For solar PV, even the unbuffered output shows an EROI of only 3.9. When buffering is factored in, it drops to a dismal 1.6. However, that’s for rooftop solar in Germany. Germany is a poor location for solar PV. It’s often cloudy, and the high northern latitude of much of the country means short daylight hours and weak sunlight from late fall through winter. The large seasonal variation, in combination with extended periods of “dunkelflaute” (dark and still, when neither wind nor solar are producing much), translate to high storage requirements. That greatly reduces EROI. 

In all cases where buffering was required, Weißbach assumed pumped hydroelectric storage. That seemed appropriate because in terms of megawatt-hours of storage capacity, pumped hydroelectric accounts for the overwhelming share of energy storage capacity in the world. It also has the lowest specific energy investment cost of any storage option. That makes it a conservative choice for calculating the EROI impact of buffering on intermittent resources. 

We’re not done here

Despite the alarmingly low EROI found for intermittent renewables with storage, I don’t think Weißbach’s study can be taken as a “stake through the heart” of the 100% renewables dream for clean energy. I don’t think Morgan, in his article citing Weißbach, thought so either. The message I got from the article was not so much oppositional as cautionary regarding intermittent renewables. It was saying, in effect, “If we’re determined to rely on wind and solar as mainstays for a decarbonized energy economy, then we really need to work on improving their EROI. It’s especially critical that we develop more efficient and affordable options for large scale, long term energy storage”. 

In the seven-plus years since Morgan’s article was reposted here, there has indeed been some progress on those fronts. I don’t think the progress has been nearly as great as wind and solar advocates would like to pretend; it hasn’t been nearly enough to compensate for the 60% drop in EROI that a 2.5x level of wind and solar over-build will lead to. That much over-build will be required to support green hydrogen as the solution for intermittency. Still, viewed strictly as an engineering problem, I don’t think the EROI issue is unsolvable. For starters, I’m sure there are better solutions for intermittency than green hydrogen.

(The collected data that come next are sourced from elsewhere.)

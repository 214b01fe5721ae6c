//! Helpers for async tests, plus the clock doubles under one import path

pub mod async_utils;

pub use async_utils::poll_until;

pub use crate::time::{Clock, MockClock, SystemClock};
//! Durable store: section-wise persistence of offline state
//!
//! The four sections (`offlineData`, `pendingActions`, `lastSyncTimestamp`,
//! `deadLetterActions`) are loaded and saved independently. A missing or
//! unreadable section falls back to its empty value without affecting the
//! others.

use std::collections::BTreeMap;
use std::sync::Arc;

use carebridge_common::error::ErrorClassification;
use carebridge_domain::constants::{
    ALL_SECTIONS, SECTION_DEAD_LETTERS, SECTION_LAST_SYNC, SECTION_OFFLINE_DATA,
    SECTION_PENDING_ACTIONS,
};
use carebridge_domain::OfflineSnapshot;
use serde::de::DeserializeOwned;
use serde::Serialize;
use serde_json::Value;
use tracing::{debug, error, instrument, warn};

use super::errors::StorageError;
use super::ports::StorageBackend;

/// Persistence facade over a [`StorageBackend`]
pub struct DurableStore {
    backend: Arc<dyn StorageBackend>,
}

impl DurableStore {
    pub fn new(backend: Arc<dyn StorageBackend>) -> Self {
        Self { backend }
    }

    /// Load every section, defaulting any that are absent or corrupt
    ///
    /// Never fails: a read error or parse failure is logged and treated as
    /// "no prior state" for that section only.
    #[instrument(skip(self), fields(backend = self.backend.backend_name()))]
    pub fn load(&self) -> OfflineSnapshot {
        let snapshot = OfflineSnapshot {
            offline_data: self.load_section::<BTreeMap<String, Value>>(SECTION_OFFLINE_DATA),
            pending_actions: self.load_section(SECTION_PENDING_ACTIONS),
            last_sync_timestamp: self.load_section(SECTION_LAST_SYNC),
            dead_letter_actions: self.load_section(SECTION_DEAD_LETTERS),
        };

        debug!(
            cached_keys = snapshot.offline_data.len(),
            pending_actions = snapshot.pending_actions.len(),
            dead_letters = snapshot.dead_letter_actions.len(),
            last_sync = ?snapshot.last_sync_timestamp,
            "Loaded offline state"
        );

        snapshot
    }

    fn load_section<T: DeserializeOwned + Default>(&self, key: &str) -> T {
        match self.backend.read(key) {
            Ok(Some(raw)) => match serde_json::from_str(&raw) {
                Ok(value) => value,
                Err(err) => {
                    warn!(section = key, error = %err, "Discarding unreadable offline section");
                    T::default()
                }
            },
            Ok(None) => T::default(),
            Err(err) => {
                error!(
                    section = key,
                    error = %err,
                    retryable = err.is_retryable(),
                    "Failed to read offline section"
                );
                T::default()
            }
        }
    }

    /// Serialize and write one section
    ///
    /// # Errors
    /// Returns the serialization or backend error.
    pub fn save<T: Serialize + ?Sized>(&self, key: &str, value: &T) -> Result<(), StorageError> {
        let raw = serde_json::to_string(value)?;
        self.backend.write(key, &raw)
    }

    /// Write one section, logging instead of propagating failures
    ///
    /// In-memory state stays authoritative for the session when the write
    /// fails. Returns whether the section was persisted.
    pub fn persist<T: Serialize + ?Sized>(&self, key: &str, value: &T) -> bool {
        match self.save(key, value) {
            Ok(()) => true,
            Err(err) => {
                error!(
                    section = key,
                    backend = self.backend.backend_name(),
                    error = %err,
                    "Failed to persist offline section"
                );
                false
            }
        }
    }

    /// Persist the last-sync section; `None` removes it
    pub fn persist_last_sync(&self, timestamp: Option<i64>) -> bool {
        match timestamp {
            Some(ts) => self.persist(SECTION_LAST_SYNC, &ts),
            None => self.remove_section(SECTION_LAST_SYNC),
        }
    }

    /// Remove every section. Returns false if any removal failed.
    pub fn clear_all(&self) -> bool {
        ALL_SECTIONS.iter().fold(true, |ok, key| self.remove_section(key) && ok)
    }

    fn remove_section(&self, key: &str) -> bool {
        match self.backend.remove(key) {
            Ok(()) => true,
            Err(err) => {
                error!(section = key, error = %err, "Failed to remove offline section");
                false
            }
        }
    }
}
//! Shared fixtures for offline engine integration tests.

#![allow(dead_code)]

use std::sync::Arc;

use carebridge_common::time::MockClock;
use carebridge_core::testing::{RecordingStatusSink, ScriptedExecutionSink};
use carebridge_core::{
    ExecutionSink, MemoryStorage, OfflineSyncDeps, OfflineSyncService, RetryPolicy, SyncSettings,
};

pub const START_MILLIS: i64 = 1_700_000_000_000;

pub struct Harness<E> {
    pub service: Arc<OfflineSyncService>,
    pub status: Arc<RecordingStatusSink>,
    pub executor: Arc<E>,
    pub storage: Arc<MemoryStorage>,
    pub clock: MockClock,
}

/// Harness builder with sensible defaults: offline, memory storage, mock
/// clock, default retry policy.
pub struct HarnessBuilder<E> {
    executor: Arc<E>,
    storage: Arc<MemoryStorage>,
    online: bool,
    policy: RetryPolicy,
    deps_hook: Option<Box<dyn FnOnce(OfflineSyncDeps) -> OfflineSyncDeps>>,
}

impl<E: ExecutionSink + 'static> HarnessBuilder<E> {
    pub fn new(executor: E) -> Self {
        Self {
            executor: Arc::new(executor),
            storage: Arc::new(MemoryStorage::new()),
            online: false,
            policy: RetryPolicy::default(),
            deps_hook: None,
        }
    }

    pub fn online(mut self) -> Self {
        self.online = true;
        self
    }

    pub fn storage(mut self, storage: Arc<MemoryStorage>) -> Self {
        self.storage = storage;
        self
    }

    pub fn policy(mut self, max_attempts: u32, escalation_threshold: u32) -> Self {
        self.policy = RetryPolicy { max_attempts, escalation_threshold };
        self
    }

    pub fn with_deps(
        mut self,
        hook: impl FnOnce(OfflineSyncDeps) -> OfflineSyncDeps + 'static,
    ) -> Self {
        self.deps_hook = Some(Box::new(hook));
        self
    }

    pub fn build(self) -> Harness<E> {
        let status = Arc::new(RecordingStatusSink::new());
        let clock = MockClock::at(START_MILLIS);

        let mut deps =
            OfflineSyncDeps::new(self.storage.clone(), self.executor.clone(), status.clone())
                .with_clock(Arc::new(clock.clone()));
        if let Some(hook) = self.deps_hook {
            deps = hook(deps);
        }

        let settings = SyncSettings { retry: self.policy, ..SyncSettings::default() }
            .initially_online(self.online);
        let service = OfflineSyncService::init(deps, settings);

        Harness { service, status, executor: self.executor, storage: self.storage, clock }
    }
}

pub fn scripted() -> HarnessBuilder<ScriptedExecutionSink> {
    HarnessBuilder::new(ScriptedExecutionSink::new())
}
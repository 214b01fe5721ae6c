//! Shared error vocabulary for the CareBridge crates
//!
//! Each layer defines its own `thiserror` enum and embeds [`CommonError`] as a
//! transparent variant for the failures every layer can hit: bad input,
//! (de)serialization, persistence I/O, timeouts and missing capabilities.
//! [`ErrorClassification`] is how the offline engine decides whether a
//! failure is worth another attempt.
//!
//! ```rust,ignore
//! #[derive(Debug, thiserror::Error)]
//! pub enum StorageError {
//!     #[error("Storage backend unavailable: {0}")]
//!     Unavailable(String),
//!
//!     #[error(transparent)]
//!     Common(#[from] CommonError),
//! }
//!
//! impl_error_classification!(StorageError, Common,
//!     Self::Unavailable(_) => {
//!         retryable: true,
//!         severity: ErrorSeverity::Warning,
//!         critical: false,
//!     }
//! );
//! ```

use std::fmt;
use std::time::Duration;

use serde::{Deserialize, Serialize};

pub type CommonResult<T> = Result<T, CommonError>;

/// Failures shared by every layer
#[derive(Debug, Clone, PartialEq, Eq)]
pub enum CommonError {
    Config { message: String },

    /// Payload could not be encoded or decoded; `format` is `"JSON"` or `"TOML"`
    Serialization { format: &'static str, message: String },

    /// File or database I/O failed
    Persistence { operation: Option<String>, message: String },

    Timeout { operation: String, duration: Duration },

    Validation { field: String, message: String },

    NotFound { resource: String, id: Option<String> },

    /// The host platform lacks a facility (background sync, native events)
    Unsupported { capability: String },

    /// A broken invariant
    Internal { message: String },
}

impl fmt::Display for CommonError {
    fn fmt(&self, f: &mut fmt::Formatter<'_>) -> fmt::Result {
        match self {
            Self::Config { message } => write!(f, "invalid configuration: {message}"),
            Self::Serialization { format, message } => {
                write!(f, "{format} (de)serialization failed: {message}")
            }
            Self::Persistence { operation: Some(op), message } => {
                write!(f, "persistence failed during {op}: {message}")
            }
            Self::Persistence { operation: None, message } => {
                write!(f, "persistence failed: {message}")
            }
            Self::Timeout { operation, duration } => {
                write!(f, "{operation} timed out after {duration:?}")
            }
            Self::Validation { field, message } => write!(f, "invalid {field}: {message}"),
            Self::NotFound { resource, id: Some(id) } => write!(f, "{resource} '{id}' not found"),
            Self::NotFound { resource, id: None } => write!(f, "{resource} not found"),
            Self::Unsupported { capability } => write!(f, "{capability} is not supported here"),
            Self::Internal { message } => write!(f, "internal error: {message}"),
        }
    }
}

impl std::error::Error for CommonError {}

impl ErrorClassification for CommonError {
    fn is_retryable(&self) -> bool {
        matches!(self, Self::Timeout { .. } | Self::Persistence { .. })
    }

    fn severity(&self) -> ErrorSeverity {
        match self {
            Self::Timeout { .. } => ErrorSeverity::Warning,
            Self::NotFound { .. } | Self::Unsupported { .. } => ErrorSeverity::Info,
            Self::Internal { .. } => ErrorSeverity::Critical,
            Self::Config { .. }
            | Self::Serialization { .. }
            | Self::Persistence { .. }
            | Self::Validation { .. } => ErrorSeverity::Error,
        }
    }

    fn is_critical(&self) -> bool {
        matches!(self, Self::Internal { .. })
    }

    fn retry_after(&self) -> Option<Duration> {
        None
    }
}

impl CommonError {
    pub fn config(message: impl Into<String>) -> Self {
        Self::Config { message: message.into() }
    }

    pub fn serialization(format: &'static str, message: impl Into<String>) -> Self {
        Self::Serialization { format, message: message.into() }
    }

    pub fn persistence(message: impl Into<String>) -> Self {
        Self::Persistence { operation: None, message: message.into() }
    }

    /// Persistence failure tagged with the operation that hit it
    pub fn persistence_op(operation: impl Into<String>, message: impl Into<String>) -> Self {
        Self::Persistence { operation: Some(operation.into()), message: message.into() }
    }

    pub fn timeout(operation: impl Into<String>, duration: Duration) -> Self {
        Self::Timeout { operation: operation.into(), duration }
    }

    pub fn validation(field: impl Into<String>, message: impl Into<String>) -> Self {
        Self::Validation { field: field.into(), message: message.into() }
    }

    pub fn not_found(resource: impl Into<String>, id: Option<String>) -> Self {
        Self::NotFound { resource: resource.into(), id }
    }

    pub fn unsupported(capability: impl Into<String>) -> Self {
        Self::Unsupported { capability: capability.into() }
    }

    pub fn internal(message: impl Into<String>) -> Self {
        Self::Internal { message: message.into() }
    }
}

/// Retry and reporting characteristics of an error
pub trait ErrorClassification {
    fn is_retryable(&self) -> bool;

    fn severity(&self) -> ErrorSeverity;

    /// Whether the error signals a broken invariant
    fn is_critical(&self) -> bool;

    /// Delay requested by the remote side, if any
    fn retry_after(&self) -> Option<Duration>;
}

#[derive(Debug, Clone, Copy, PartialEq, Eq, PartialOrd, Ord, Hash, Serialize, Deserialize)]
#[serde(rename_all = "lowercase")]
pub enum ErrorSeverity {
    Info,
    Warning,
    Error,
    Critical,
}

impl fmt::Display for ErrorSeverity {
    fn fmt(&self, f: &mut fmt::Formatter<'_>) -> fmt::Result {
        f.write_str(match self {
            Self::Info => "INFO",
            Self::Warning => "WARN",
            Self::Error => "ERROR",
            Self::Critical => "CRITICAL",
        })
    }
}

impl From<serde_json::Error> for CommonError {
    fn from(err: serde_json::Error) -> Self {
        Self::serialization("JSON", err.to_string())
    }
}

impl From<toml::de::Error> for CommonError {
    fn from(err: toml::de::Error) -> Self {
        Self::serialization("TOML", err.to_string())
    }
}

impl From<std::io::Error> for CommonError {
    fn from(err: std::io::Error) -> Self {
        Self::persistence(err.to_string())
    }
}

/// Route `serde_json::Error` and `std::io::Error` into a layer error through
/// its `CommonError` variant
///
/// ```rust,ignore
/// impl_error_conversion!(StorageError, Common);
/// ```
#[macro_export]
macro_rules! impl_error_conversion {
    ($error_type:ty, $variant:ident) => {
        impl From<serde_json::Error> for $error_type {
            fn from(err: serde_json::Error) -> Self {
                Self::$variant($crate::error::CommonError::from(err))
            }
        }

        impl From<std::io::Error> for $error_type {
            fn from(err: std::io::Error) -> Self {
                Self::$variant($crate::error::CommonError::from(err))
            }
        }
    };
}

/// Implement [`ErrorClassification`] for a layer error, delegating its
/// `CommonError` variant and listing the rest explicitly
///
/// `retry_after` is optional per arm and defaults to `None`.
#[macro_export]
macro_rules! impl_error_classification {
    (
        $error_type:ty,
        $common_variant:ident
        $(,
            $variant:pat => {
                retryable: $retryable:expr,
                severity: $severity:expr,
                critical: $critical:expr
                $(, retry_after: $retry_after:expr)?
                $(,)?
            }
        )*
        $(,)?
    ) => {
        impl $crate::error::ErrorClassification for $error_type {
            fn is_retryable(&self) -> bool {
                match self {
                    Self::$common_variant(inner) => inner.is_retryable(),
                    $( $variant => $retryable, )*
                }
            }

            fn severity(&self) -> $crate::error::ErrorSeverity {
                match self {
                    Self::$common_variant(inner) => inner.severity(),
                    $( $variant => $severity, )*
                }
            }

            fn is_critical(&self) -> bool {
                match self {
                    Self::$common_variant(inner) => inner.is_critical(),
                    $( $variant => $critical, )*
                }
            }

            fn retry_after(&self) -> Option<std::time::Duration> {
                match self {
                    Self::$common_variant(inner) => inner.retry_after(),
                    $( $( $variant => $retry_after, )? )*
                    #[allow(unreachable_patterns)]
                    _ => None,
                }
            }
        }
    };
}
//! Infrastructure error conversions

mod conversions;

pub use conversions::InfraError;
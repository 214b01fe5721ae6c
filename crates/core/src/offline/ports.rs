//! Port interfaces for the offline engine
//!
//! Storage and status notification are synchronous from the caller's point
//! of view. Execution, connectivity probing and background-sync registration
//! are the awaited suspension points.

use std::time::Duration;

use async_trait::async_trait;
use carebridge_domain::{PendingAction, StatusEvent};

use super::errors::{BackgroundSyncError, ExecutionError, StorageError};

/// Key-value persistence for whole offline sections
///
/// Writes replace the stored value for a key in one step; readers see either
/// the old or the new section, never a mix.
pub trait StorageBackend: Send + Sync {
    /// Read the raw serialized section, `None` when absent
    fn read(&self, key: &str) -> Result<Option<String>, StorageError>;

    /// Replace the section stored under `key`
    fn write(&self, key: &str, value: &str) -> Result<(), StorageError>;

    /// Delete the section; removing an absent key succeeds
    fn remove(&self, key: &str) -> Result<(), StorageError>;

    /// Short name used in log fields
    fn backend_name(&self) -> &'static str {
        "storage"
    }
}

/// Carries out a pending action against the remote system
#[async_trait]
pub trait ExecutionSink: Send + Sync {
    /// Resolve on success, reject on failure
    async fn execute(&self, action: &PendingAction) -> Result<(), ExecutionError>;
}

/// Receives human-readable status events (the CRM toast layer)
pub trait StatusSink: Send + Sync {
    fn notify(&self, event: StatusEvent);
}

/// Checks real connectivity, independent of cached state
#[async_trait]
pub trait ConnectivityProbe: Send + Sync {
    async fn check(&self) -> bool;
}

/// Platform facility for deferred sync outside the active session
#[async_trait]
pub trait BackgroundSyncRegistrar: Send + Sync {
    async fn register(&self, tag: &str) -> Result<(), BackgroundSyncError>;

    /// Register, asking that the sync not run before `min_delay` has passed
    ///
    /// Platforms that cannot delay a registration fall back to `register`.
    async fn register_after(
        &self,
        tag: &str,
        _min_delay: Duration,
    ) -> Result<(), BackgroundSyncError> {
        self.register(tag).await
    }
}
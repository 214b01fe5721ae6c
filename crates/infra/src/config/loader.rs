//! Configuration loader
//!
//! Loads the offline engine configuration from environment variables or
//! files.
//!
//! ## Loading Strategy
//! 1. First, attempts to load from environment variables
//! 2. If `CAREBRIDGE_STORAGE_PATH` is unset, falls back to loading from file
//! 3. Probes multiple paths for config files
//! 4. Supports JSON and TOML formats
//!
//! Every loaded configuration is validated before it is returned.
//!
//! ## Environment Variables
//! - `CAREBRIDGE_STORAGE_PATH`: Storage directory or database file (required)
//! - `CAREBRIDGE_STORAGE_BACKEND`: `file`, `sqlite` or `memory`
//! - `CAREBRIDGE_REMOTE_URL`: Base URL of the CRM API
//! - `CAREBRIDGE_HEALTH_PATH`: Health endpoint path
//! - `CAREBRIDGE_REQUEST_TIMEOUT_SECS`: Per-request timeout
//! - `CAREBRIDGE_MAX_ATTEMPTS`: Failed attempts before dead-lettering
//! - `CAREBRIDGE_ESCALATION_THRESHOLD`: Failed attempts before escalating
//! - `CAREBRIDGE_POLL_INTERVAL_SECS`: Connectivity poll interval
//! - `CAREBRIDGE_BACKGROUND_SYNC_TAG`: Background sync tag
//! - `CAREBRIDGE_BACKGROUND_SYNC_DELAY_SECS`: Delay before a background sync
//! - `CAREBRIDGE_LOG_FILTER`: Default log filter directive
//! - `CAREBRIDGE_LOG_JSON`: Emit JSON logs (true/false)
//!
//! ## File Locations
//! The loader probes the following paths (in order):
//! 1. `./carebridge.toml` or `./carebridge.json` (current working directory)
//! 2. `./config.toml` or `./config.json` (current working directory)
//! 3. The same names in the parent directory
//! 4. The same names next to the executable

use std::path::{Path, PathBuf};
use std::str::FromStr;

use carebridge_domain::{CareBridgeError, OfflineConfig, Result, StorageBackendKind};

const CONFIG_FILE_NAMES: [&str; 4] =
    ["carebridge.toml", "carebridge.json", "config.toml", "config.json"];

/// Load configuration with automatic fallback strategy
///
/// # Errors
/// Returns `CareBridgeError::Config` if:
/// - Configuration cannot be loaded from either source
/// - File format is invalid
/// - A value fails validation
pub fn load() -> Result<OfflineConfig> {
    match load_from_env() {
        Ok(config) => {
            tracing::info!("Configuration loaded from environment variables");
            Ok(config)
        }
        Err(e) => {
            tracing::debug!(error = ?e, "Failed to load from environment, trying file");
            load_from_file(None)
        }
    }
}

/// Load configuration from environment variables
///
/// `CAREBRIDGE_STORAGE_PATH` is required; every other variable overrides
/// the matching default when present.
///
/// # Errors
/// Returns `CareBridgeError::Config` if the required variable is missing or
/// a value is invalid.
pub fn load_from_env() -> Result<OfflineConfig> {
    let mut config = OfflineConfig::default();

    config.storage.path = PathBuf::from(env_var("CAREBRIDGE_STORAGE_PATH")?);
    if let Some(backend) = env_opt("CAREBRIDGE_STORAGE_BACKEND") {
        config.storage.backend = StorageBackendKind::from_str(&backend.to_ascii_lowercase())
            .map_err(|e| CareBridgeError::Config(format!("Invalid storage backend: {e}")))?;
    }

    if let Some(url) = env_opt("CAREBRIDGE_REMOTE_URL") {
        config.remote.base_url = Some(url);
    }
    if let Some(path) = env_opt("CAREBRIDGE_HEALTH_PATH") {
        config.remote.health_path = path;
    }
    if let Some(secs) = env_parse("CAREBRIDGE_REQUEST_TIMEOUT_SECS", "request timeout")? {
        config.remote.request_timeout_secs = secs;
    }

    if let Some(max) = env_parse("CAREBRIDGE_MAX_ATTEMPTS", "max attempts")? {
        config.sync.max_attempts = max;
    }
    if let Some(threshold) = env_parse("CAREBRIDGE_ESCALATION_THRESHOLD", "escalation threshold")? {
        config.sync.escalation_threshold = threshold;
    }
    if let Some(secs) = env_parse("CAREBRIDGE_POLL_INTERVAL_SECS", "poll interval")? {
        config.sync.connectivity_poll_interval_secs = secs;
    }
    if let Some(tag) = env_opt("CAREBRIDGE_BACKGROUND_SYNC_TAG") {
        config.sync.background_sync_tag = tag;
    }
    if let Some(secs) = env_parse("CAREBRIDGE_BACKGROUND_SYNC_DELAY_SECS", "background sync delay")?
    {
        config.sync.background_sync_delay_secs = secs;
    }

    if let Some(filter) = env_opt("CAREBRIDGE_LOG_FILTER") {
        config.logging.filter = filter;
    }
    config.logging.json = env_bool("CAREBRIDGE_LOG_JSON", config.logging.json);

    config.validate()?;
    Ok(config)
}

/// Load configuration from a file
///
/// If `path` is `None`, probes multiple locations for config files.
/// Supports both JSON and TOML formats (detected by file extension).
///
/// # Errors
/// Returns `CareBridgeError::Config` if:
/// - File not found (when path is specified)
/// - No config file found (when path is `None`)
/// - File format is invalid
/// - A value fails validation
pub fn load_from_file(path: Option<PathBuf>) -> Result<OfflineConfig> {
    let config_path = match path {
        Some(p) => {
            if !p.exists() {
                return Err(CareBridgeError::Config(format!(
                    "Config file not found: {}",
                    p.display()
                )));
            }
            p
        }
        None => probe_config_paths().ok_or_else(|| {
            CareBridgeError::Config(
                "No config file found in any of the standard locations".to_string(),
            )
        })?,
    };

    tracing::info!(path = %config_path.display(), "Loading configuration from file");

    let contents = std::fs::read_to_string(&config_path)
        .map_err(|e| CareBridgeError::Config(format!("Failed to read config file: {e}")))?;

    parse_config(&contents, &config_path)
}

/// Parse and validate configuration from string content
///
/// Format is detected by file extension (`.json` or `.toml`). Missing
/// sections and fields take their defaults.
///
/// # Errors
/// Returns `CareBridgeError::Config` if format is invalid, parsing fails or
/// a value fails validation.
pub fn parse_config(contents: &str, path: &Path) -> Result<OfflineConfig> {
    let extension = path.extension().and_then(|e| e.to_str()).unwrap_or("json");

    let config: OfflineConfig = match extension {
        "toml" => toml::from_str(contents)
            .map_err(|e| CareBridgeError::Config(format!("Invalid TOML format: {e}")))?,
        "json" => serde_json::from_str(contents)
            .map_err(|e| CareBridgeError::Config(format!("Invalid JSON format: {e}")))?,
        _ => {
            return Err(CareBridgeError::Config(format!(
                "Unsupported config format: {extension}"
            )))
        }
    };

    config.validate()?;
    Ok(config)
}

/// Probe multiple paths for configuration files
///
/// # Returns
/// The first config file found, or `None` if no file exists.
pub fn probe_config_paths() -> Option<PathBuf> {
    let mut dirs = Vec::new();

    if let Ok(cwd) = std::env::current_dir() {
        dirs.push(cwd.clone());
        dirs.push(cwd.join(".."));
    }

    if let Ok(exe_path) = std::env::current_exe() {
        if let Some(exe_dir) = exe_path.parent() {
            dirs.push(exe_dir.to_path_buf());
        }
    }

    dirs.iter()
        .flat_map(|dir| CONFIG_FILE_NAMES.iter().map(move |name| dir.join(name)))
        .find(|path| path.exists())
}

/// Get required environment variable
///
/// # Errors
/// Returns `CareBridgeError::Config` if the variable is not set.
fn env_var(key: &str) -> Result<String> {
    std::env::var(key).map_err(|_| {
        CareBridgeError::Config(format!("Missing required environment variable: {key}"))
    })
}

/// Optional variable; empty values count as unset
fn env_opt(key: &str) -> Option<String> {
    std::env::var(key).ok().filter(|value| !value.trim().is_empty())
}

fn env_parse<T>(key: &str, what: &str) -> Result<Option<T>>
where
    T: FromStr,
    T::Err: std::fmt::Display,
{
    env_opt(key)
        .map(|raw| {
            raw.trim()
                .parse::<T>()
                .map_err(|e| CareBridgeError::Config(format!("Invalid {what}: {e}")))
        })
        .transpose()
}

/// Parse boolean from environment variable
///
/// Accepts: `1`/`0`, `true`/`false`, `yes`/`no`, `on`/`off` (case-insensitive)
fn env_bool(key: &str, default: bool) -> bool {
    std::env::var(key)
        .ok()
        .map(|s| matches!(s.to_ascii_lowercase().as_str(), "1" | "true" | "yes" | "on"))
        .unwrap_or(default)
}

The problem for the “100% renewables” vision (those versions of it that don’t include nuclear power as renewable) is that the EROI issue isn’t just an engineering challenge. When thinking about the future, we need to distinguish three things: (1) what’s possible, in terms of physics and engineering; (2) what’s desirable, in terms of our social and environmental values; and (3) what’s likely, in terms of political, economic, and social dynamics and the institutions we live within. I’ll have more to say about all three in the next installments of a set of postings on why “100% renewables” is a dangerous chimera. But – spoiler alert – while item (1) alone may not be a stake through the heart of the 100% renewables vision, items (1), (2) and (3) in combination will almost certainly prove lethal.

Notes

[1] The different EROI numbers for “unbuffered” and “buffered” hydropower are a “sampling artifact”. Buffering is normally implicit in hydroelectric projects, courtesy of the reservoir behind the hydroelectric dam. It wouldn’t make sense in those cases to buffer the power output separately, because buffering could be achieved more efficiently by regulating flow through the power turbines. However, the EROI number cited for “unbuffered” hydro power  was from a single study of a “run of the river” project. For that project, there was no hydroelectric dam. The EROI number for the “buffered” hydro power was derived separately for more conventional hydro projects that did include dams. In his paper, Weißbach cautions that EROI for hydroelectric projects will vary widely with the particulars of any given project.